(Stored entries)
▼
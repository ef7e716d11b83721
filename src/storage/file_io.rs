//! Atomic, backup-protected JSON persistence.
//!
//! Writes go to `<file>.tmp` and are renamed over the destination, so a reader
//! sees either the previous complete document or the new one. The prior content
//! is copied to `<file>.bak` first, and reads that hit malformed JSON restore
//! from that copy. Checksums live in a sibling `.checksums/` directory and
//! transaction markers in a sibling `.transactions/` directory.

use crate::errors::{AppError, AppResult};
use crate::models::WriteOptions;
use chrono::Utc;
use serde::de::DeserializeOwned;
use serde::Serialize;
use serde_json::{json, Value};
use sha2::{Digest, Sha256};
use std::future::Future;
use std::io::ErrorKind;
use std::path::{Path, PathBuf};
use tokio::fs;

const CHECKSUM_DIR: &str = ".checksums";
const TRANSACTION_DIR: &str = ".transactions";

#[derive(Debug, Clone)]
pub struct FileStore {
    transaction_log: bool,
}

impl Default for FileStore {
    fn default() -> Self {
        Self::new(true)
    }
}

impl FileStore {
    pub fn new(transaction_log: bool) -> Self {
        Self { transaction_log }
    }

    pub async fn ensure_dir(&self, path: &Path) -> AppResult<()> {
        fs::create_dir_all(path)
            .await
            .map_err(|error| AppError::Io(format!("failed to create directory {}: {}", path.display(), error)))
    }

    pub async fn file_exists(&self, path: &Path) -> bool {
        fs::try_exists(path).await.unwrap_or(false)
    }

    /// Lenient read: absent or unreadable files yield `default`; malformed JSON
    /// is restored from the backup copy when one exists. A document that parses
    /// but does not fit `T` is left untouched on disk and also yields `default`.
    pub async fn read_json_file<T: DeserializeOwned>(&self, path: &Path, default: T) -> T {
        let bytes = match fs::read(path).await {
            Ok(bytes) => bytes,
            Err(error) if error.kind() == ErrorKind::NotFound => return default,
            Err(error) => {
                tracing::warn!(path = %path.display(), error = %error, "failed to read json file; using default");
                return default;
            }
        };

        let document: Value = match serde_json::from_slice(&bytes) {
            Ok(document) => document,
            Err(error) => {
                tracing::error!(path = %path.display(), error = %error, "malformed json file; attempting backup recovery");
                return self.recover_from_backup(path, default).await;
            }
        };
        match serde_json::from_value(document) {
            Ok(value) => value,
            Err(error) => {
                tracing::warn!(path = %path.display(), error = %error, "json file has unexpected shape; using default");
                default
            }
        }
    }

    pub async fn write_json_file<T: Serialize + ?Sized>(
        &self,
        path: &Path,
        data: &T,
        options: WriteOptions,
    ) -> AppResult<()> {
        let tmp = sibling_with_suffix(path, ".tmp");
        let result = self.write_atomic(path, &tmp, data, options).await;
        if let Err(error) = result {
            if self.file_exists(&tmp).await {
                let _ = fs::remove_file(&tmp).await;
            }
            return Err(AppError::Io(format!("failed to write {}: {}", path.display(), error)));
        }
        Ok(())
    }

    async fn write_atomic<T: Serialize + ?Sized>(
        &self,
        path: &Path,
        tmp: &Path,
        data: &T,
        options: WriteOptions,
    ) -> std::io::Result<()> {
        if let Some(parent) = path.parent() {
            fs::create_dir_all(parent).await?;
        }

        if options.create_backup && self.file_exists(path).await {
            fs::copy(path, sibling_with_suffix(path, ".bak")).await?;
        }

        let bytes = if options.pretty_print {
            serde_json::to_vec_pretty(data)?
        } else {
            serde_json::to_vec(data)?
        };

        fs::write(tmp, &bytes).await?;
        fs::rename(tmp, path).await?;

        if options.store_checksum {
            let checksum_path = checksum_path(path);
            if let Some(parent) = checksum_path.parent() {
                fs::create_dir_all(parent).await?;
            }
            fs::write(&checksum_path, hex::encode(Sha256::digest(&bytes))).await?;
        }
        Ok(())
    }

    /// Restores `<path>.bak` over `path` and returns its parsed content.
    pub async fn recover_from_backup<T: DeserializeOwned>(&self, path: &Path, default: T) -> T {
        let backup = sibling_with_suffix(path, ".bak");
        let bytes = match fs::read(&backup).await {
            Ok(bytes) => bytes,
            Err(_) => {
                tracing::warn!(path = %path.display(), "no usable backup; using default");
                return default;
            }
        };

        let value = match serde_json::from_slice::<T>(&bytes) {
            Ok(value) => value,
            Err(error) => {
                tracing::error!(path = %backup.display(), error = %error, "backup is also malformed; using default");
                return default;
            }
        };

        let tmp = sibling_with_suffix(path, ".tmp");
        let restored = async {
            fs::write(&tmp, &bytes).await?;
            fs::rename(&tmp, path).await
        }
        .await;
        match restored {
            Ok(()) => {
                self.refresh_checksum(path, &bytes).await;
                tracing::info!(path = %path.display(), "restored file from backup");
            }
            Err(error) => {
                let _ = fs::remove_file(&tmp).await;
                tracing::warn!(path = %path.display(), error = %error, "failed to restore backup over corrupted file");
            }
        }
        value
    }

    /// Rewrites an existing checksum sidecar after the store itself replaced the file.
    async fn refresh_checksum(&self, path: &Path, bytes: &[u8]) {
        let sidecar = checksum_path(path);
        if !self.file_exists(&sidecar).await {
            return;
        }
        if let Err(error) = fs::write(&sidecar, hex::encode(Sha256::digest(bytes))).await {
            tracing::warn!(path = %path.display(), error = %error, "failed to refresh checksum after restore");
        }
    }

    pub async fn calculate_checksum(&self, path: &Path) -> AppResult<String> {
        let bytes = fs::read(path)
            .await
            .map_err(|error| AppError::Io(format!("failed to read {}: {}", path.display(), error)))?;
        Ok(hex::encode(Sha256::digest(&bytes)))
    }

    /// True when the stored checksum matches, or when none was ever stored.
    pub async fn verify_file_integrity(&self, path: &Path) -> AppResult<bool> {
        let stored = match fs::read_to_string(checksum_path(path)).await {
            Ok(stored) => stored,
            Err(error) if error.kind() == ErrorKind::NotFound => return Ok(true),
            Err(error) => return Err(error.into()),
        };
        if !self.file_exists(path).await {
            return Ok(false);
        }
        let actual = self.calculate_checksum(path).await?;
        Ok(stored.trim() == actual)
    }

    /// Writes one diagnostic marker file. Failures are logged and swallowed.
    pub async fn log_transaction(&self, operation: &str, path: &Path, data: Option<&Value>) {
        if !self.transaction_log {
            return;
        }
        let Some(dir) = path.parent().map(|parent| parent.join(TRANSACTION_DIR)) else {
            return;
        };
        let now = Utc::now();
        let stamp = now.format("%Y-%m-%dT%H-%M-%S-%3fZ");
        let log_path = dir.join(format!("{}-{}-{}.log", stamp, operation, file_name(path)));
        let entry = json!({
            "operation": operation,
            "filePath": path.to_string_lossy(),
            "timestamp": now.to_rfc3339(),
            "data": data,
        });

        let written = async {
            fs::create_dir_all(&dir).await?;
            fs::write(&log_path, serde_json::to_vec_pretty(&entry)?).await?;
            Ok::<(), AppError>(())
        }
        .await;
        if let Err(error) = written {
            tracing::warn!(path = %path.display(), operation, error = %error, "failed to write transaction log");
        }
    }

    /// Brackets `action` with `<name>_start` and `<name>_complete` / `<name>_failed` markers.
    pub async fn with_transaction<T, F>(&self, name: &str, path: &Path, data: Option<&Value>, action: F) -> AppResult<T>
    where
        F: Future<Output = AppResult<T>>,
    {
        self.log_transaction(&format!("{}_start", name), path, data).await;
        match action.await {
            Ok(value) => {
                self.log_transaction(&format!("{}_complete", name), path, None).await;
                Ok(value)
            }
            Err(error) => {
                let detail = json!({ "error": error.to_string() });
                self.log_transaction(&format!("{}_failed", name), path, Some(&detail)).await;
                Err(error)
            }
        }
    }

    /// Removes `path` and its checksum sidecar. Returns false if it was absent.
    pub async fn delete_file(&self, path: &Path) -> AppResult<bool> {
        match fs::remove_file(path).await {
            Ok(()) => {
                let _ = fs::remove_file(checksum_path(path)).await;
                Ok(true)
            }
            Err(error) if error.kind() == ErrorKind::NotFound => Ok(false),
            Err(error) => Err(AppError::Io(format!("failed to delete {}: {}", path.display(), error))),
        }
    }

    /// Names of `*.json` documents directly inside `dir`, sorted, extension stripped.
    pub async fn list_json_stems(&self, dir: &Path) -> AppResult<Vec<String>> {
        let mut entries = match fs::read_dir(dir).await {
            Ok(entries) => entries,
            Err(error) if error.kind() == ErrorKind::NotFound => return Ok(Vec::new()),
            Err(error) => return Err(AppError::Io(format!("failed to list {}: {}", dir.display(), error))),
        };

        let mut stems = Vec::new();
        while let Some(entry) = entries.next_entry().await? {
            let path = entry.path();
            if !entry.file_type().await?.is_file() {
                continue;
            }
            if path.extension().and_then(|value| value.to_str()) != Some("json") {
                continue;
            }
            if let Some(stem) = path.file_stem().and_then(|value| value.to_str()) {
                stems.push(stem.to_string());
            }
        }
        stems.sort();
        Ok(stems)
    }
}

fn file_name(path: &Path) -> String {
    path.file_name()
        .map(|name| name.to_string_lossy().to_string())
        .unwrap_or_default()
}

pub(crate) fn sibling_with_suffix(path: &Path, suffix: &str) -> PathBuf {
    let mut raw = path.as_os_str().to_owned();
    raw.push(suffix);
    PathBuf::from(raw)
}

pub(crate) fn checksum_path(path: &Path) -> PathBuf {
    let dir = path.parent().unwrap_or_else(|| Path::new("."));
    dir.join(CHECKSUM_DIR).join(format!("{}.checksum", file_name(path)))
}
▲
**DIRECTIONS FOR THIS TASK:**
Find the lines above that hold "Future", then copy each of them.

**EXERCISE RESPONSE:**
use std::future::Future;
        F: Future<Output = AppResult<T>>,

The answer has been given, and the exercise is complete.